# Where the heck does a guy get Magnus broadheads?



## omoore (Apr 6, 2010)

Ebay had a few at the time of this post. Lancaster Archery also had some listed as available for shipping tomorrow.


----------



## Grizz Axxemann (Sep 2, 2019)

I'd rather NOT pay astronomical US shipping rates. I prefer keeping my money in Canada.


----------



## omoore (Apr 6, 2010)

Sorry, I just noticed you were in Canada.


----------



## Grizz Axxemann (Sep 2, 2019)

I posted in the Canadian subforum for that very reason, lol!


----------



## Daver36 (Feb 2, 2018)

Bass pro last time I checked only had 100 grain. I got my 125 serazors off amazon.


----------



## Grizz Axxemann (Sep 2, 2019)

Amazon is pretty much out of stock across the board. Unless I want to take a chance on Chinesium knockoffs.


----------



## Grizz Axxemann (Sep 2, 2019)

UPDATE: Since I can't actually edit my own posts around here (kind of silly if you ask me, Admins) I found a Magnus dealer right in Edmonton!

Wyld Archery at the corner of 149st & YHT for the local yokels. Justin (I think that's his name) is a pretty good dude. He just picked up the line through his distributor, and is ordering some of EVERYTHING at the end of the week.

In the mean time, since I wanted the Black Hornet Serrazors RIGHT NOW, I put in an order to clear out Bass Pro Rocky View's inventory.


----------



## Bganz (Jul 18, 2020)

I was wondering where they all went... Too bad for you the employees didn’t find this one hiding though!


----------



## Grizz Axxemann (Sep 2, 2019)

No worries, man. I've got enough to hunt with this year, and as long as I don't lose any, the next couple of years!
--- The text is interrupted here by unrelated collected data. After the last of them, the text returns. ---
use std::sync::atomic::{AtomicBool, Ordering};
use std::sync::Arc;
use thiserror::Error;
use tokio::sync::watch;
use tracing::{debug, warn};

/// How a termination request reached the engine process.
#[derive(Debug, Clone, Copy, PartialEq, Eq)]
pub enum Termination {
    /// SIGTERM delivered to the process id.
    Signalled { pid: u32 },
    /// The supervising task was asked to kill the child.
    KillRequested,
}

#[derive(Debug, Error)]
pub enum TerminateError {
    #[error("engine process has already exited")]
    AlreadyExited,

    #[error("could not terminate engine process (pid {pid:?}): {reason}")]
    Unreachable { pid: Option<u32>, reason: String },
}

/// Live reference to a spawned engine process.
///
/// Cloning is cheap; every clone talks to the same process. The supervising
/// side holds the matching `watch::Receiver` returned by [`ProcessHandle::new`]
/// and kills the child when it sees `true`.
#[derive(Debug, Clone)]
pub struct ProcessHandle {
    pid: Option<u32>,
    kill_tx: Arc<watch::Sender<bool>>,
    exited: Arc<AtomicBool>,
}

impl ProcessHandle {
    pub fn new(pid: Option<u32>) -> (Self, watch::Receiver<bool>) {
        let (kill_tx, kill_rx) = watch::channel(false);
        let handle = Self {
            pid,
            kill_tx: Arc::new(kill_tx),
            exited: Arc::new(AtomicBool::new(false)),
        };
        (handle, kill_rx)
    }

    pub fn pid(&self) -> Option<u32> {
        self.pid
    }

    pub fn has_exited(&self) -> bool {
        self.exited.load(Ordering::SeqCst)
    }

    /// Called by the supervisor once the child has been reaped.
    pub(crate) fn mark_exited(&self) {
        self.exited.store(true, Ordering::SeqCst);
    }

    /// Ask the process to stop.
    ///
    /// SIGTERM by pid is tried first so the engine can clean up; when no pid is
    /// known or the signal cannot be delivered, the supervisor is told to kill
    /// the child instead. Does not wait for the process to go away.
    pub fn terminate(&self) -> Result<Termination, TerminateError> {
        if self.has_exited() {
            return Err(TerminateError::AlreadyExited);
        }

        let signal_error = match self.pid {
            Some(pid) => match send_sigterm(pid) {
                Ok(()) => {
                    debug!("Sent SIGTERM to engine process {}", pid);
                    return Ok(Termination::Signalled { pid });
                }
                Err(e) => {
                    warn!("SIGTERM to engine process {} failed: {}", pid, e);
                    e.to_string()
                }
            },
            None => "process id unavailable".to_string(),
        };

        match self.kill_tx.send(true) {
            Ok(()) => Ok(Termination::KillRequested),
            Err(_) => Err(TerminateError::Unreachable {
                pid: self.pid,
                reason: format!("{}; supervisor no longer running", signal_error),
            }),
        }
    }
}

#[cfg(unix)]
fn send_sigterm(pid: u32) -> std::io::Result<()> {
    let pid = libc::pid_t::try_from(pid)
        .map_err(|_| std::io::Error::new(std::io::ErrorKind::InvalidInput, "pid out of range"))?;
    // SAFETY: kill(2) has no memory-safety preconditions.
    let rc = unsafe { libc::kill(pid, libc::SIGTERM) };
    if rc == 0 {
        Ok(())
    } else {
        Err(std::io::Error::last_os_error())
    }
}

#[cfg(not(unix))]
fn send_sigterm(_pid: u32) -> std::io::Result<()> {
    Err(std::io::Error::new(
        std::io::ErrorKind::Unsupported,
        "signals are not supported on this platform",
    ))
}
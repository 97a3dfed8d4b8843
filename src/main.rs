use anyhow::{Context, Result};
use axum::Router;
use std::sync::Arc;
use tokio::sync::watch;
use tower_http::cors::CorsLayer;
use tower_http::trace::TraceLayer;
use tracing::{info, warn};

mod api;
mod backup;
mod engine;
mod error;
mod jobs;
mod notify;
mod scheduler;
mod storage;
mod utils;
mod web;

use crate::backup::runner::JobRunner;
use crate::backup::{BackupManager, RecordEnvResolver};
use crate::engine::EngineClient;
use crate::jobs::JobRegistry;
use crate::scheduler::Scheduler;
use crate::storage::Storage;

#[tokio::main]
async fn main() -> Result<()> {
    // A missing .env file is fine
    let _ = dotenvy::dotenv();
    utils::logging::init_tracing();

    let config = utils::config::load_config()?;

    info!("Starting backup orchestrator v{}", env!("CARGO_PKG_VERSION"));
    info!(
        engine = %config.engine_path.display(),
        threads = config.engine_threads,
        "Engine configured"
    );

    let storage = Storage::new(&config.database_url).await?;
    storage.run_migrations().await?;

    let registry = JobRegistry::new();
    let runner = JobRunner::new(
        EngineClient::new(config.engine_path.clone()),
        Arc::new(RecordEnvResolver),
    );
    let manager = BackupManager::new(config.clone(), storage.clone(), registry.clone(), runner);

    let (shutdown_tx, shutdown_rx) = watch::channel(false);
    let scheduler_task = if config.scheduler_enabled {
        let scheduler = Scheduler::new(
            Arc::new(storage.clone()),
            Arc::new(manager.clone()),
            registry.clone(),
            config.scheduler_interval,
        );
        Some(tokio::spawn(async move { scheduler.run(shutdown_rx).await }))
    } else {
        info!("Scheduler disabled");
        None
    };

    let app = Router::new()
        .nest("/api", api::routes())
        .nest("/ws", web::websocket::routes())
        .merge(web::static_files::routes(&config.static_dir))
        .layer(CorsLayer::permissive())
        .layer(TraceLayer::new_for_http())
        .with_state(manager);

    let addr = format!("{}:{}", config.bind_address, config.port);
    let listener = tokio::net::TcpListener::bind(&addr)
        .await
        .with_context(|| format!("Failed to bind {}", addr))?;
    info!("Server listening on http://{}", addr);

    axum::serve(listener, app)
        .with_graceful_shutdown(shutdown_signal())
        .await?;

    let _ = shutdown_tx.send(true);
    if let Some(task) = scheduler_task {
        if let Err(e) = task.await {
            warn!("Scheduler task ended abnormally: {}", e);
        }
    }

    let running = registry.active_count();
    if running > 0 {
        warn!("Exiting with {} job(s) still running", running);
    }
    info!("Server stopped gracefully");
    Ok(())
}

async fn shutdown_signal() {
    use tokio::signal;

    let ctrl_c = async {
        if let Err(e) = signal::ctrl_c().await {
            warn!("Failed to listen for Ctrl+C: {}", e);
            std::future::pending::<()>().await;
        }
    };

    #[cfg(unix)]
    let terminate = async {
        match signal::unix::signal(signal::unix::SignalKind::terminate()) {
            Ok(mut sig) => {
                sig.recv().await;
            }
            Err(e) => {
                warn!("Failed to install SIGTERM handler: {}", e);
                std::future::pending::<()>().await;
            }
        }
    };

    #[cfg(not(unix))]
    let terminate = std::future::pending::<()>();

    tokio::select! {
        _ = ctrl_c => {},
        _ = terminate => {},
    }

    info!("Shutdown signal received");
}
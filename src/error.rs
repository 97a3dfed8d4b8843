use axum::http::StatusCode;
use axum::response::{IntoResponse, Response};
use axum::Json;
use serde_json::json;
use thiserror::Error;
use tracing::error;

use crate::engine::EngineError;
use crate::jobs::JobError;

/// Errors surfaced by API handlers and the manager facade.
#[derive(Debug, Error)]
pub enum AppError {
    #[error("{0}")]
    NotFound(String),

    #[error("{0}")]
    Validation(String),

    /// A resource is busy with something that blocks the request.
    #[error("{0}")]
    Busy(String),

    #[error(transparent)]
    Job(#[from] JobError),

    #[error(transparent)]
    Engine(#[from] EngineError),

    #[error("storage error: {0:#}")]
    Storage(#[from] anyhow::Error),
}

impl AppError {
    pub fn status(&self) -> StatusCode {
        match self {
            AppError::NotFound(_) => StatusCode::NOT_FOUND,
            AppError::Validation(_) => StatusCode::BAD_REQUEST,
            AppError::Busy(_) => StatusCode::CONFLICT,
            AppError::Job(JobError::Conflict(_)) | AppError::Job(JobError::NotCancellable(_)) => {
                StatusCode::CONFLICT
            }
            AppError::Job(JobError::NoActiveJob(_)) => StatusCode::NOT_FOUND,
            AppError::Job(JobError::Terminate { .. }) => StatusCode::INTERNAL_SERVER_ERROR,
            AppError::Engine(_) => StatusCode::BAD_GATEWAY,
            AppError::Storage(_) => StatusCode::INTERNAL_SERVER_ERROR,
        }
    }
}

impl IntoResponse for AppError {
    fn into_response(self) -> Response {
        let status = self.status();
        if status.is_server_error() {
            error!("Request failed: {}", self);
        }
        (status, Json(json!({ "ok": false, "detail": self.to_string() }))).into_response()
    }
}

pub type AppResult<T> = Result<T, AppError>;
use tracing_subscriber::{layer::SubscriberExt, util::SubscriberInitExt, EnvFilter};

/// Install the global subscriber. `RUST_LOG` drives the filter; `LOG_FORMAT=json`
/// switches to one JSON object per line.
pub fn init_tracing() {
    let env_filter = EnvFilter::try_from_default_env()
        .unwrap_or_else(|_| "info,backup_orchestrator=info,tower_http=info,sqlx=warn".into());

    let json = std::env::var("LOG_FORMAT")
        .map(|v| v.eq_ignore_ascii_case("json"))
        .unwrap_or(false);

    let registry = tracing_subscriber::registry().with(env_filter);
    if json {
        registry
            .with(tracing_subscriber::fmt::layer().json().with_target(false))
            .init();
    } else {
        registry
            .with(tracing_subscriber::fmt::layer().compact().with_target(false))
            .init();
    }
}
Great score, btw. You might want to give them a touch up hone though. I think the trainee sharpened mine and the edges have a bit of a burr.


----------



## The Baron (Jul 19, 2020)

I can't find any either. That darn Ranch Fairy guy needs to delete his review and stop talking about the Magnus Black Hornets. LOL


----------